***** RECORD EXTRACTS *****

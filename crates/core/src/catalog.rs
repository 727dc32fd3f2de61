//! Claim catalog: the concrete claim kinds and their fixed layouts.
//!
//! Every kind encodes as `base index || index fields || value fields`.
//! Field semantics (e.g. whether an authorization window is currently
//! open) are a caller concern; the codec only fixes the bytes.

use alloy_primitives::{Address, Bytes, B256};
use serde::{Deserialize, Serialize};

use crate::codec::{ClaimEncoding, FieldReader};
use crate::constants::{
    ASSIGN_NAME_INDEX_LEN, ASSIGN_NAME_LEN, AUTHORIZE_KSIGN_INDEX_LEN, AUTHORIZE_KSIGN_LEN,
    BASE_INDEX_LEN, SET_ROOT_INDEX_LEN, SET_ROOT_LEN, VALID_UNTIL_UNBOUNDED,
};
use crate::error::{CoreError, Result};
use crate::hashing::{claim_type_from_label, keccak256};
use crate::types::{BaseIndex, ClaimKind};

/// Generic namespaced claim.
///
/// `data` is part of the index, `extra_data` is value only. This is the one
/// kind whose width varies; the boundary is carried by `index_length`.
#[derive(Debug, Clone, PartialEq, Eq, Hash, Serialize, Deserialize)]
#[serde(rename_all = "camelCase")]
pub struct GenericClaim {
    /// Base index header.
    pub base_index: BaseIndex,
    /// Index data block.
    pub data: Bytes,
    /// Value data block.
    pub extra_data: Bytes,
}

impl GenericClaim {
    /// Create a generic claim.
    ///
    /// # Example
    ///
    /// ```
    /// use claimtree_core::{ClaimEncoding, GenericClaim};
    ///
    /// let claim = GenericClaim::new("iden3.io", "default", b"c1", &[]).unwrap();
    /// assert_eq!(claim.index_length(), 66);
    /// ```
    ///
    /// Fails when the index (header plus `data`) does not fit a u32 length.
    pub fn new(
        namespace: &str,
        type_label: &str,
        data: &[u8],
        extra_data: &[u8],
    ) -> Result<Self> {
        Ok(Self {
            base_index: BaseIndex {
                namespace: keccak256(namespace.as_bytes()),
                claim_type: claim_type_from_label(type_label),
                index_length: generic_index_length(data.len())?,
                version: 0,
            },
            data: Bytes::copy_from_slice(data),
            extra_data: Bytes::copy_from_slice(extra_data),
        })
    }

    /// Strict decoder. Accepts any claim-type label.
    pub fn from_bytes(bytes: &[u8]) -> Result<Self> {
        let base_index = BaseIndex::from_bytes(bytes)?;
        let index_length = base_index.index_length as usize;

        if index_length < BASE_INDEX_LEN || index_length > bytes.len() {
            return Err(CoreError::InvalidEncoding(format!(
                "generic index length {} outside {}..={}",
                index_length,
                BASE_INDEX_LEN,
                bytes.len()
            )));
        }

        Ok(Self {
            base_index,
            data: Bytes::copy_from_slice(&bytes[BASE_INDEX_LEN..index_length]),
            extra_data: Bytes::copy_from_slice(&bytes[index_length..]),
        })
    }
}

/// Index length of a generic claim carrying `data_len` bytes of index data.
fn generic_index_length(data_len: usize) -> Result<u32> {
    BASE_INDEX_LEN
        .checked_add(data_len)
        .and_then(|len| u32::try_from(len).ok())
        .ok_or_else(|| {
            CoreError::InvalidEncoding(format!(
                "generic data of {} bytes exceeds the u32 index length",
                data_len
            ))
        })
}

impl ClaimEncoding for GenericClaim {
    fn base_index(&self) -> &BaseIndex {
        &self.base_index
    }

    fn base_index_mut(&mut self) -> &mut BaseIndex {
        &mut self.base_index
    }

    fn to_bytes(&self) -> Vec<u8> {
        let mut out = Vec::with_capacity(BASE_INDEX_LEN + self.data.len() + self.extra_data.len());
        self.base_index.write_to(&mut out);
        out.extend_from_slice(&self.data);
        out.extend_from_slice(&self.extra_data);
        out
    }
}

/// Binds the hash of a name within a namespace to an address.
#[derive(Debug, Clone, PartialEq, Eq, Hash, Serialize, Deserialize)]
#[serde(rename_all = "camelCase")]
pub struct AssignNameClaim {
    /// Base index header.
    pub base_index: BaseIndex,
    /// keccak256 of the name.
    pub name_hash: B256,
    /// keccak256 of the name's namespace.
    pub namespace_hash: B256,
    /// Address the name resolves to (value field).
    pub eth_id: Address,
}

impl AssignNameClaim {
    /// Create an assign-name claim from precomputed hashes.
    pub const fn new(name_hash: B256, namespace_hash: B256, eth_id: Address) -> Self {
        Self {
            base_index: BaseIndex::for_kind(ClaimKind::AssignName, ASSIGN_NAME_INDEX_LEN),
            name_hash,
            namespace_hash,
            eth_id,
        }
    }

    /// Create an assign-name claim hashing the name and namespace strings.
    pub fn from_names(name: &str, namespace: &str, eth_id: Address) -> Self {
        Self::new(
            keccak256(name.as_bytes()),
            keccak256(namespace.as_bytes()),
            eth_id,
        )
    }

    /// Strict decoder.
    pub fn from_bytes(bytes: &[u8]) -> Result<Self> {
        let mut reader = FieldReader::new(bytes, ClaimKind::AssignName, ASSIGN_NAME_LEN)?;
        let base_index = reader.base_index(ASSIGN_NAME_INDEX_LEN)?;
        let claim = Self {
            base_index,
            name_hash: reader.hash()?,
            namespace_hash: reader.hash()?,
            eth_id: reader.address()?,
        };
        reader.finish()?;
        Ok(claim)
    }
}

impl ClaimEncoding for AssignNameClaim {
    fn base_index(&self) -> &BaseIndex {
        &self.base_index
    }

    fn base_index_mut(&mut self) -> &mut BaseIndex {
        &mut self.base_index
    }

    fn to_bytes(&self) -> Vec<u8> {
        let mut out = Vec::with_capacity(ASSIGN_NAME_LEN);
        self.base_index.write_to(&mut out);
        out.extend_from_slice(self.name_hash.as_slice());
        out.extend_from_slice(self.namespace_hash.as_slice());
        out.extend_from_slice(self.eth_id.as_slice());
        out
    }
}

/// Authorizes a signing key for an application within a validity window.
#[derive(Debug, Clone, PartialEq, Eq, Hash, Serialize, Deserialize)]
#[serde(rename_all = "camelCase")]
pub struct AuthorizeKSignClaim {
    /// Base index header.
    pub base_index: BaseIndex,
    /// Address of the authorized signing key.
    pub key_to_authorize: Address,
    /// keccak256 of the application name (zero for operational keys).
    pub application_name: B256,
    /// keccak256 of the application authorization label (zero for operational keys).
    pub application_authz: B256,
    /// Start of validity, unix seconds.
    pub valid_from: u64,
    /// End of validity, unix seconds.
    pub valid_until: u64,
}

impl AuthorizeKSignClaim {
    /// Create an authorization for an application.
    pub fn new(
        key_to_authorize: Address,
        application_name: &str,
        application_authz: &str,
        valid_from: u64,
        valid_until: u64,
    ) -> Self {
        Self {
            base_index: BaseIndex::for_kind(ClaimKind::AuthorizeKSign, AUTHORIZE_KSIGN_INDEX_LEN),
            key_to_authorize,
            application_name: keccak256(application_name.as_bytes()),
            application_authz: keccak256(application_authz.as_bytes()),
            valid_from,
            valid_until,
        }
    }

    /// Create an operational key authorization, valid until explicitly revoked.
    pub const fn new_operational(key_to_authorize: Address) -> Self {
        Self {
            base_index: BaseIndex::for_kind(ClaimKind::AuthorizeKSign, AUTHORIZE_KSIGN_INDEX_LEN),
            key_to_authorize,
            application_name: B256::ZERO,
            application_authz: B256::ZERO,
            valid_from: 0,
            valid_until: VALID_UNTIL_UNBOUNDED,
        }
    }

    /// Whether this authorization has no expiry.
    pub const fn is_operational(&self) -> bool {
        self.valid_until == VALID_UNTIL_UNBOUNDED
    }

    /// Whether `timestamp` falls inside the validity window (inclusive).
    pub const fn is_valid_at(&self, timestamp: u64) -> bool {
        self.valid_from <= timestamp && timestamp <= self.valid_until
    }

    /// Strict decoder.
    pub fn from_bytes(bytes: &[u8]) -> Result<Self> {
        let mut reader =
            FieldReader::new(bytes, ClaimKind::AuthorizeKSign, AUTHORIZE_KSIGN_LEN)?;
        let base_index = reader.base_index(AUTHORIZE_KSIGN_INDEX_LEN)?;
        let claim = Self {
            base_index,
            key_to_authorize: reader.address()?,
            application_name: reader.hash()?,
            application_authz: reader.hash()?,
            valid_from: reader.u64()?,
            valid_until: reader.u64()?,
        };
        reader.finish()?;
        Ok(claim)
    }
}

impl ClaimEncoding for AuthorizeKSignClaim {
    fn base_index(&self) -> &BaseIndex {
        &self.base_index
    }

    fn base_index_mut(&mut self) -> &mut BaseIndex {
        &mut self.base_index
    }

    fn to_bytes(&self) -> Vec<u8> {
        let mut out = Vec::with_capacity(AUTHORIZE_KSIGN_LEN);
        self.base_index.write_to(&mut out);
        out.extend_from_slice(self.key_to_authorize.as_slice());
        out.extend_from_slice(self.application_name.as_slice());
        out.extend_from_slice(self.application_authz.as_slice());
        out.extend_from_slice(&self.valid_from.to_be_bytes());
        out.extend_from_slice(&self.valid_until.to_be_bytes());
        out
    }
}

/// Publishes the root of an identity's tree into another tree.
#[derive(Debug, Clone, PartialEq, Eq, Hash, Serialize, Deserialize)]
#[serde(rename_all = "camelCase")]
pub struct SetRootClaim {
    /// Base index header.
    pub base_index: BaseIndex,
    /// Address of the identity publishing its root.
    pub eth_id: Address,
    /// The published root.
    pub root: B256,
}

impl SetRootClaim {
    /// Create a set-root claim.
    pub const fn new(eth_id: Address, root: B256) -> Self {
        Self {
            base_index: BaseIndex::for_kind(ClaimKind::SetRoot, SET_ROOT_INDEX_LEN),
            eth_id,
            root,
        }
    }

    /// Strict decoder.
    pub fn from_bytes(bytes: &[u8]) -> Result<Self> {
        let mut reader = FieldReader::new(bytes, ClaimKind::SetRoot, SET_ROOT_LEN)?;
        let base_index = reader.base_index(SET_ROOT_INDEX_LEN)?;
        let claim = Self {
            base_index,
            eth_id: reader.address()?,
            root: reader.hash()?,
        };
        reader.finish()?;
        Ok(claim)
    }
}

impl ClaimEncoding for SetRootClaim {
    fn base_index(&self) -> &BaseIndex {
        &self.base_index
    }

    fn base_index_mut(&mut self) -> &mut BaseIndex {
        &mut self.base_index
    }

    fn to_bytes(&self) -> Vec<u8> {
        let mut out = Vec::with_capacity(SET_ROOT_LEN);
        self.base_index.write_to(&mut out);
        out.extend_from_slice(self.eth_id.as_slice());
        out.extend_from_slice(self.root.as_slice());
        out
    }
}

*****

- [WHAT YOU SHOULD DO] Copy each line from the data that features the string "CoreError".

- [EXERCISE OUTPUT]
use crate::error::{CoreError, Result};
            return Err(CoreError::InvalidEncoding(format!(
            CoreError::InvalidEncoding(format!(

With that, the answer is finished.